Data provided:
####

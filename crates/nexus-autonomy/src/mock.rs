//! In-memory action executor for deterministic testing.
//!
//! Targets map to JSON values. `execute` writes the action's parameters to
//! its target; `capture_state` and `restore_state` read and write the same
//! map, so rollback behaviour is observable end to end.

use async_trait::async_trait;
use nexus_core::{ActionExecutor, NexusError, ProposedAction, Result};
use parking_lot::Mutex;
use serde_json::{Value, json};
use std::collections::HashMap;
use std::sync::Arc;
use std::sync::atomic::{AtomicU64, Ordering};
use std::time::Duration;

#[derive(Default)]
struct Behaviour {
    delay: Option<Duration>,
    /// Fail after writing the new state.
    fail_execute: Option<String>,
    fail_restore: Option<String>,
}

/// Cloning shares the underlying store.
#[derive(Clone)]
pub struct StateStoreExecutor {
    kind: String,
    store: Arc<Mutex<HashMap<String, Value>>>,
    behaviour: Arc<Mutex<Behaviour>>,
    executions: Arc<AtomicU64>,
    restores: Arc<AtomicU64>,
}

impl StateStoreExecutor {
    pub fn new(kind: impl Into<String>) -> Self {
        Self {
            kind: kind.into(),
            store: Arc::default(),
            behaviour: Arc::default(),
            executions: Arc::new(AtomicU64::new(0)),
            restores: Arc::new(AtomicU64::new(0)),
        }
    }

    pub fn with_delay(self, delay: Duration) -> Self {
        self.behaviour.lock().delay = Some(delay);
        self
    }

    pub fn failing_execute(&self, reason: impl Into<String>) {
        self.behaviour.lock().fail_execute = Some(reason.into());
    }

    pub fn failing_restore(&self, reason: impl Into<String>) {
        self.behaviour.lock().fail_restore = Some(reason.into());
    }

    pub fn set(&self, target: &str, value: Value) {
        self.store.lock().insert(target.to_string(), value);
    }

    pub fn get(&self, target: &str) -> Option<Value> {
        self.store.lock().get(target).cloned()
    }

    pub fn executions(&self) -> u64 {
        self.executions.load(Ordering::SeqCst)
    }

    pub fn restores(&self) -> u64 {
        self.restores.load(Ordering::SeqCst)
    }
}

#[async_trait]
impl ActionExecutor for StateStoreExecutor {
    fn kind(&self) -> &str {
        &self.kind
    }

    async fn execute(&self, action: &ProposedAction) -> Result<Value> {
        self.executions.fetch_add(1, Ordering::SeqCst);
        let delay = self.behaviour.lock().delay;
        if let Some(delay) = delay {
            tokio::time::sleep(delay).await;
        }
        self.set(&action.target, action.parameters.clone());
        if let Some(reason) = self.behaviour.lock().fail_execute.clone() {
            return Err(NexusError::ExecutionFailure {
                action_id: action.id,
                reason,
            });
        }
        Ok(json!({ "target": action.target, "applied": action.parameters }))
    }

    async fn capture_state(&self, action: &ProposedAction) -> Result<Value> {
        Ok(self.get(&action.target).unwrap_or(Value::Null))
    }

    async fn restore_state(&self, action: &ProposedAction, state: &Value) -> Result<()> {
        if let Some(reason) = self.behaviour.lock().fail_restore.clone() {
            return Err(NexusError::Storage(reason));
        }
        self.restores.fetch_add(1, Ordering::SeqCst);
        if state.is_null() {
            self.store.lock().remove(&action.target);
        } else {
            self.set(&action.target, state.clone());
        }
        Ok(())
    }
}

####

Look through the entries and return each line that has the word "impl" in it.

impl StateStoreExecutor {
    pub fn new(kind: impl Into<String>) -> Self {
    pub fn failing_execute(&self, reason: impl Into<String>) {
    pub fn failing_restore(&self, reason: impl Into<String>) {
impl ActionExecutor for StateStoreExecutor {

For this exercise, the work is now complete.